What is being asked: Determine which lines of the records include the word "plus", and copy them.
(Data Opens)
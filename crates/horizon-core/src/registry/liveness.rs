//! Liveness monitor: periodic heartbeat broadcast plus stale eviction.
//!
//! Each tick broadcasts a `heartbeat` envelope to every connection, then
//! evicts connections whose last heartbeat refresh is older than the
//! liveness timeout. Outbound traffic never refreshes liveness; only a
//! heartbeat from the peer does.

use std::sync::Arc;

use horizon_proto::{Envelope, Heartbeat, Message};
use tracing::{debug, error, info};

use super::{ConnectionRegistry, ConnectionSink};
use crate::{env::Environment, task::ShutdownSignal};

/// Run the liveness loop until shutdown.
pub async fn run_liveness<S: ConnectionSink, E: Environment>(
    env: E,
    registry: Arc<ConnectionRegistry<S, E>>,
    mut shutdown: ShutdownSignal,
) {
    let interval = registry.config().heartbeat_interval;

    loop {
        tokio::select! {
            () = shutdown.cancelled() => break,
            () = env.sleep(interval) => {}
        }

        let heartbeat = Envelope::new(Message::Heartbeat(Heartbeat {
            timestamp: Some(env.iso_timestamp()),
        }));
        match registry.broadcast(&heartbeat, None).await {
            Ok(delivered) => debug!(delivered, "heartbeat broadcast"),
            Err(e) => error!(error = %e, "heartbeat broadcast failed"),
        }

        let evicted = registry.sweep_stale().await;
        if !evicted.is_empty() {
            info!(count = evicted.len(), "evicted stale connections");
        }
    }

    info!("liveness monitor stopped");
}

#[cfg(test)]
mod tests {
    use std::time::Duration;

    use horizon_proto::{CloseCode, kind};

    use super::*;
    use crate::{
        registry::RegistryConfig,
        task::BackgroundTask,
        testutil::{MockSink, SimEnv},
    };

    #[tokio::test(start_paused = true)]
    async fn silent_connection_evicted_active_one_kept() {
        let env = SimEnv::with_seed(1);
        let registry = Arc::new(ConnectionRegistry::new(env.clone(), RegistryConfig::default()));
        let (quiet, quiet_peer) = MockSink::pair();
        let (chatty, chatty_peer) = MockSink::pair();
        registry.connect("did:quiet", quiet).await.unwrap();
        let chatty_id = registry.connect("did:chatty", chatty).await.unwrap();

        let task = {
            let (env, registry) = (env.clone(), Arc::clone(&registry));
            BackgroundTask::spawn("liveness", move |s| run_liveness(env, registry, s))
        };

        for _ in 0..8 {
            tokio::time::sleep(Duration::from_secs(20)).await;
            registry.refresh_heartbeat("did:chatty", chatty_id).await;
        }
        task.stop().await;

        assert_eq!(quiet_peer.close_code(), Some(CloseCode::StaleConnection));
        assert!(registry.info("did:chatty").await.is_some());
        assert!(!chatty_peer.is_closed());
        assert!(chatty_peer.kinds().iter().filter(|k| *k == kind::HEARTBEAT).count() >= 5);
    }
}
//! Model-based property tests for the connection registry.
//!
//! Random operation sequences run against the real registry (driven on a
//! paused current-thread runtime) and a plain reference model. After every
//! step the set of connected identities must match the model, and every
//! broadcast count must match what the model predicts.

use std::collections::{HashMap, HashSet};

use horizon_core::{
    ConnectionRegistry, Delivery, Disconnect, RegistryConfig,
    testutil::{MockPeer, MockSink, SimEnv},
};
use horizon_proto::{CloseCode, Envelope, Message, Pong};
use proptest::prelude::*;

const IDENTITIES: usize = 5;

#[derive(Debug, Clone)]
enum Operation {
    Connect(usize),
    Disconnect(usize),
    Send(usize),
    Broadcast(Option<usize>),
    BreakSocket(usize),
}

fn operation() -> impl Strategy<Value = Operation> {
    prop_oneof![
        3 => (0..IDENTITIES).prop_map(Operation::Connect),
        1 => (0..IDENTITIES).prop_map(Operation::Disconnect),
        2 => (0..IDENTITIES).prop_map(Operation::Send),
        2 => proptest::option::of(0..IDENTITIES).prop_map(Operation::Broadcast),
        1 => (0..IDENTITIES).prop_map(Operation::BreakSocket),
    ]
}

fn identity(i: usize) -> String {
    format!("did:test:{i}")
}

fn envelope() -> Envelope {
    Envelope::new(Message::Pong(Pong { timestamp: None }))
}

/// Reference model: identity -> is the socket broken
#[derive(Default)]
struct Model {
    live: HashMap<usize, bool>,
}

fn runtime() -> tokio::runtime::Runtime {
    tokio::runtime::Builder::new_current_thread()
        .enable_time()
        .start_paused(true)
        .build()
        .unwrap()
}

proptest! {
    #![proptest_config(ProptestConfig::with_cases(128))]

    #[test]
    fn registry_matches_model(ops in prop::collection::vec(operation(), 1..40)) {
        runtime().block_on(async {
            let registry = ConnectionRegistry::new(SimEnv::with_seed(1), RegistryConfig::default());
            let mut model = Model::default();
            let mut peers: HashMap<usize, MockPeer> = HashMap::new();
            let mut replaced: Vec<MockPeer> = Vec::new();

            for op in ops {
                match op {
                    Operation::Connect(i) => {
                        let (sink, peer) = MockSink::pair();
                        registry.connect(&identity(i), sink).await.unwrap();
                        if let Some(old) = peers.insert(i, peer)
                            && model.live.contains_key(&i)
                        {
                            replaced.push(old);
                        }
                        model.live.insert(i, false);
                    },
                    Operation::Disconnect(i) => {
                        let expected = if model.live.remove(&i).is_some() {
                            Disconnect::Removed
                        } else {
                            Disconnect::Absent
                        };
                        prop_assert_eq!(registry.disconnect(&identity(i)).await, expected);
                    },
                    Operation::Send(i) => {
                        let expected = match model.live.get(&i) {
                            None => Delivery::NotConnected,
                            Some(false) => Delivery::Delivered,
                            Some(true) => {
                                model.live.remove(&i);
                                Delivery::SendFailed
                            },
                        };
                        prop_assert_eq!(registry.send(&identity(i), &envelope()).await.unwrap(), expected);
                    },
                    Operation::Broadcast(exclude) => {
                        let before = registry.count().await;
                        let excluded_connected = exclude.is_some_and(|e| model.live.contains_key(&e));
                        let expected = model
                            .live
                            .iter()
                            .filter(|(i, broken)| Some(**i) != exclude && !**broken)
                            .count();
                        model.live.retain(|i, broken| Some(*i) == exclude || !*broken);

                        let excluded = exclude.map(identity);
                        let delivered = registry.broadcast(&envelope(), excluded.as_deref()).await.unwrap();

                        prop_assert_eq!(delivered, expected);
                        prop_assert!(delivered <= before - usize::from(excluded_connected));
                    },
                    Operation::BreakSocket(i) => {
                        if let (Some(peer), Some(broken)) = (peers.get(&i), model.live.get_mut(&i)) {
                            peer.fail_sends(true);
                            *broken = true;
                        }
                    },
                }

                let expected: HashSet<String> = model.live.keys().map(|i| identity(*i)).collect();
                prop_assert_eq!(registry.identities().await, expected);
                prop_assert_eq!(registry.count().await, model.live.len());
            }

            for peer in replaced {
                prop_assert_eq!(peer.close_code(), Some(CloseCode::Normal));
            }
            Ok(())
        })?;
    }
}
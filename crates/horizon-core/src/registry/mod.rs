//! Live connections: one addressable socket per identity.
//!
//! [`ConnectionRegistry`] maps identities to socket handles and fans
//! envelopes out to them. The liveness loop in [`liveness`] keeps it free of
//! dead peers. Sockets are reached only through [`ConnectionSink`], so the
//! registry is independent of the transport.

mod connection;
pub mod liveness;

use std::{fmt, time::Duration};

use async_trait::async_trait;
use bytes::Bytes;
use chrono::{DateTime, Utc};
pub use connection::ConnectionRegistry;
use horizon_proto::CloseCode;

use crate::error::SinkError;

/// Default interval between server heartbeats (30 seconds).
pub const DEFAULT_HEARTBEAT_INTERVAL: Duration = Duration::from_secs(30);

/// Default maximum gap since a connection's last heartbeat (90 seconds).
pub const DEFAULT_LIVENESS_TIMEOUT: Duration = Duration::from_secs(90);

/// Default greeting sent on admission.
pub const DEFAULT_WELCOME_MESSAGE: &str = "Welcome to Event Horizon Chat!";

/// Registry configuration.
#[derive(Debug, Clone)]
pub struct RegistryConfig {
    /// Interval between heartbeat broadcasts and liveness sweeps
    pub heartbeat_interval: Duration,
    /// Connections silent for longer than this are evicted
    pub liveness_timeout: Duration,
    /// Text of the welcome envelope
    pub welcome_message: String,
}

impl Default for RegistryConfig {
    fn default() -> Self {
        Self {
            heartbeat_interval: DEFAULT_HEARTBEAT_INTERVAL,
            liveness_timeout: DEFAULT_LIVENESS_TIMEOUT,
            welcome_message: DEFAULT_WELCOME_MESSAGE.to_string(),
        }
    }
}

/// Write half of a live connection, exclusively owned by the registry.
///
/// Implementations must be cheap to call concurrently: broadcast sends to
/// every recipient at once.
#[async_trait]
pub trait ConnectionSink: Send + Sync + 'static {
    /// Complete the transport accept step. Called once, before registration.
    async fn accept(&self) -> Result<(), SinkError>;

    /// Write one encoded frame.
    async fn send(&self, frame: Bytes) -> Result<(), SinkError>;

    /// Close the connection. Closing an already closed sink is not an error.
    async fn close(&self, code: CloseCode, reason: &str) -> Result<(), SinkError>;
}

/// Distinguishes successive connections of the same identity.
#[derive(Debug, Clone, Copy, PartialEq, Eq, Hash, PartialOrd, Ord)]
pub struct ConnectionId(pub(crate) u64);

impl ConnectionId {
    /// Raw numeric id.
    pub fn as_u64(self) -> u64 {
        self.0
    }
}

impl fmt::Display for ConnectionId {
    fn fmt(&self, f: &mut fmt::Formatter<'_>) -> fmt::Result {
        write!(f, "#{}", self.0)
    }
}

/// Snapshot of a connection's metadata.
#[derive(Debug, Clone, PartialEq, Eq)]
pub struct ConnectionInfo {
    /// Registered identity
    pub identity: String,
    /// Connection id
    pub id: ConnectionId,
    /// Admission time
    pub connected_at: DateTime<Utc>,
    /// Last heartbeat refresh (admission time until the first one)
    pub last_heartbeat: DateTime<Utc>,
    /// Inbound plus outbound messages
    pub message_count: u64,
}

/// Outcome of a direct send.
#[derive(Debug, Clone, Copy, PartialEq, Eq)]
pub enum Delivery {
    /// Frame was written
    Delivered,
    /// No connection for the identity
    NotConnected,
    /// Write failed; the connection was dropped
    SendFailed,
}

impl Delivery {
    /// True for [`Delivery::Delivered`].
    pub fn is_delivered(self) -> bool {
        matches!(self, Self::Delivered)
    }
}

/// Outcome of a disconnect.
#[derive(Debug, Clone, Copy, PartialEq, Eq)]
pub enum Disconnect {
    /// The identity was connected and has been removed
    Removed,
    /// The identity was not connected
    Absent,
}
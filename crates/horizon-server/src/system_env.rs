//! Production Environment implementation using system time and RNG.
//!
//! - Monotonic time from `std::time::Instant`, drives liveness
//! - Wall-clock time from the system clock, drives token expiry and
//!   signature windows
//! - OS cryptographic RNG (getrandom) for signing keys and token ids
//! - Tokio async sleep for the background loops

use std::time::Duration;

use chrono::{DateTime, Utc};
use horizon_core::Environment;

/// Production environment using system time and cryptographic RNG.
///
/// # Panics
///
/// Panics if the OS RNG fails. A relay without working randomness cannot
/// mint signing keys, and continuing would compromise every token it issues.
#[derive(Clone, Default)]
pub struct SystemEnv;

impl SystemEnv {
    /// Create a new system environment.
    #[must_use]
    pub fn new() -> Self {
        Self
    }
}

impl Environment for SystemEnv {
    type Instant = std::time::Instant;

    #[allow(clippy::disallowed_methods)]
    fn now(&self) -> Self::Instant {
        std::time::Instant::now()
    }

    #[allow(clippy::disallowed_methods)]
    fn wall_clock(&self) -> DateTime<Utc> {
        Utc::now()
    }

    fn sleep(&self, duration: Duration) -> impl std::future::Future<Output = ()> + Send {
        tokio::time::sleep(duration)
    }

    #[allow(clippy::expect_used)]
    fn random_bytes(&self, buffer: &mut [u8]) {
        getrandom::fill(buffer)
            .expect("invariant: OS RNG failure is unrecoverable - relay cannot operate securely");
    }
}

#[cfg(test)]
mod tests {
    use super::*;

    #[test]
    fn system_env_time_advances() {
        let env = SystemEnv::new();

        let t1 = env.now();
        std::thread::sleep(Duration::from_millis(10));
        let t2 = env.now();

        assert!(t2 > t1, "Time should advance");
    }

    #[test]
    fn wall_clock_is_recent() {
        let env = SystemEnv::new();
        // 2024-01-01T00:00:00Z
        assert!(env.wall_clock().timestamp() > 1_704_067_200);
        assert!(env.iso_timestamp().ends_with('Z'));
    }

    #[test]
    fn random_bytes_differ() {
        let env = SystemEnv::new();

        let mut bytes1 = [0u8; 32];
        let mut bytes2 = [0u8; 32];
        env.random_bytes(&mut bytes1);
        env.random_bytes(&mut bytes2);

        assert_ne!(bytes1, bytes2, "Random bytes should differ");
    }

    #[tokio::test]
    async fn sleep_waits() {
        let env = SystemEnv::new();

        let start = env.now();
        env.sleep(Duration::from_millis(50)).await;

        assert!(env.now() - start >= Duration::from_millis(50));
    }
}
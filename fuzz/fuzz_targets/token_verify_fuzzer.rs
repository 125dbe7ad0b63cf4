//! Fuzz target for bearer token verification
//!
//! Arbitrary strings, and mutations of a genuine token, are presented to a
//! credential manager with a fixed signing key.
//!
//! # Invariants
//!
//! - Verification and inspection never panic
//! - A mutated token that still verifies carries the original claims

#![no_main]

use std::sync::OnceLock;

use arbitrary::Arbitrary;
use horizon_core::{
    CredentialConfig, CredentialManager,
    credentials::{KEY_SIZE, KeyMaterial},
    testutil::SimEnv,
};
use libfuzzer_sys::fuzz_target;

#[derive(Debug, Arbitrary)]
enum Input {
    Raw(String),
    Mutated { position: usize, byte: u8 },
    Truncated(usize),
}

struct Fixture {
    manager: CredentialManager<SimEnv>,
    token: String,
}

fn fixture() -> &'static Fixture {
    static FIXTURE: OnceLock<Fixture> = OnceLock::new();
    FIXTURE.get_or_init(|| {
        let material = KeyMaterial::from_bytes([0x5a; KEY_SIZE]).expect("fixed key is valid");
        let manager =
            CredentialManager::with_key(SimEnv::with_seed(0), CredentialConfig::default(), material);
        let token = manager.issue("did:fuzz", None).expect("issue").token;
        Fixture { manager, token }
    })
}

fuzz_target!(|input: Input| {
    let fixture = fixture();

    let candidate = match input {
        Input::Raw(s) => s,
        Input::Mutated { position, byte } => {
            let mut bytes = fixture.token.clone().into_bytes();
            let index = position % bytes.len();
            bytes[index] = byte;
            String::from_utf8_lossy(&bytes).into_owned()
        },
        Input::Truncated(len) => {
            fixture.token.chars().take(len % fixture.token.len()).collect()
        },
    };

    let verified = fixture.manager.verify(&candidate);
    // base64url padding bits can make two encodings decode identically
    if let Ok(claims) = &verified {
        assert_eq!(claims.sub, "did:fuzz");
    }
    let _ = fixture.manager.inspect(&candidate);
});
(Data Closes)
Expected answer:
//! Liveness monitor: periodic heartbeat broadcast plus stale eviction.
    /// Inbound plus outbound messages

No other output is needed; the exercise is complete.